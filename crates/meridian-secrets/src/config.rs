//! Configuration types for secrets backends.

use serde::{Deserialize, Serialize};

use crate::types::SecretContext;

/// Configuration for secret retrieval.
///
/// ```toml
/// [secrets]
/// backend = "env"
/// prefix = "MERIDIAN"
/// team = "team-a"
///
/// [secrets.rate_limit]
/// requests_per_second = 5
/// burst_size = 10
/// ```
#[derive(Debug, Clone, Serialize, Deserialize)]
pub struct SecretsConfig {
    /// The backend secrets are read from.
    #[serde(default)]
    pub backend: SecretsBackendKind,

    /// Environment variable prefix for the `env` backend.
    #[serde(default = "default_env_prefix")]
    pub prefix: String,

    /// Team used for scope resolution.
    #[serde(default)]
    pub team: Option<String>,

    /// Environment used for scope resolution.
    #[serde(default)]
    pub environment: Option<String>,

    /// Budget for lookups against the backend. Unlimited when absent.
    #[serde(default)]
    pub rate_limit: Option<SecretsRateLimit>,
}

impl SecretsConfig {
    /// Creates a resolution context from the configuration.
    pub fn to_context(&self) -> SecretContext {
        let mut ctx = SecretContext::new();
        if let Some(team) = &self.team {
            ctx = ctx.with_team(team);
        }
        if let Some(environment) = &self.environment {
            ctx = ctx.with_environment(environment);
        }
        ctx
    }
}

impl Default for SecretsConfig {
    fn default() -> Self {
        Self {
            backend: SecretsBackendKind::default(),
            prefix: default_env_prefix(),
            team: None,
            environment: None,
            rate_limit: None,
        }
    }
}

/// Which backend to construct.
#[derive(Debug, Clone, Copy, PartialEq, Eq, Default, Serialize, Deserialize)]
#[serde(rename_all = "lowercase")]
pub enum SecretsBackendKind {
    /// Environment variable backend.
    #[default]
    Env,
}

/// Token-bucket budget shared by every getter of one provider.
#[derive(Debug, Clone, Copy, PartialEq, Eq, Serialize, Deserialize)]
pub struct SecretsRateLimit {
    /// Sustained lookups per second.
    pub requests_per_second: u32,
    /// Lookups allowed back to back before throttling starts.
    pub burst_size: u32,
}

fn default_env_prefix() -> String {
    "MERIDIAN".to_owned()
}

━━━━━━━━

◆ INSTRUCTIONS TO FOLLOW: Search the entries above for the word "PartialEq" and copy each line where it appears.

◆ ANSWER FOR THE TASK:
#[derive(Debug, Clone, Copy, PartialEq, Eq, Default, Serialize, Deserialize)]
#[derive(Debug, Clone, Copy, PartialEq, Eq, Serialize, Deserialize)]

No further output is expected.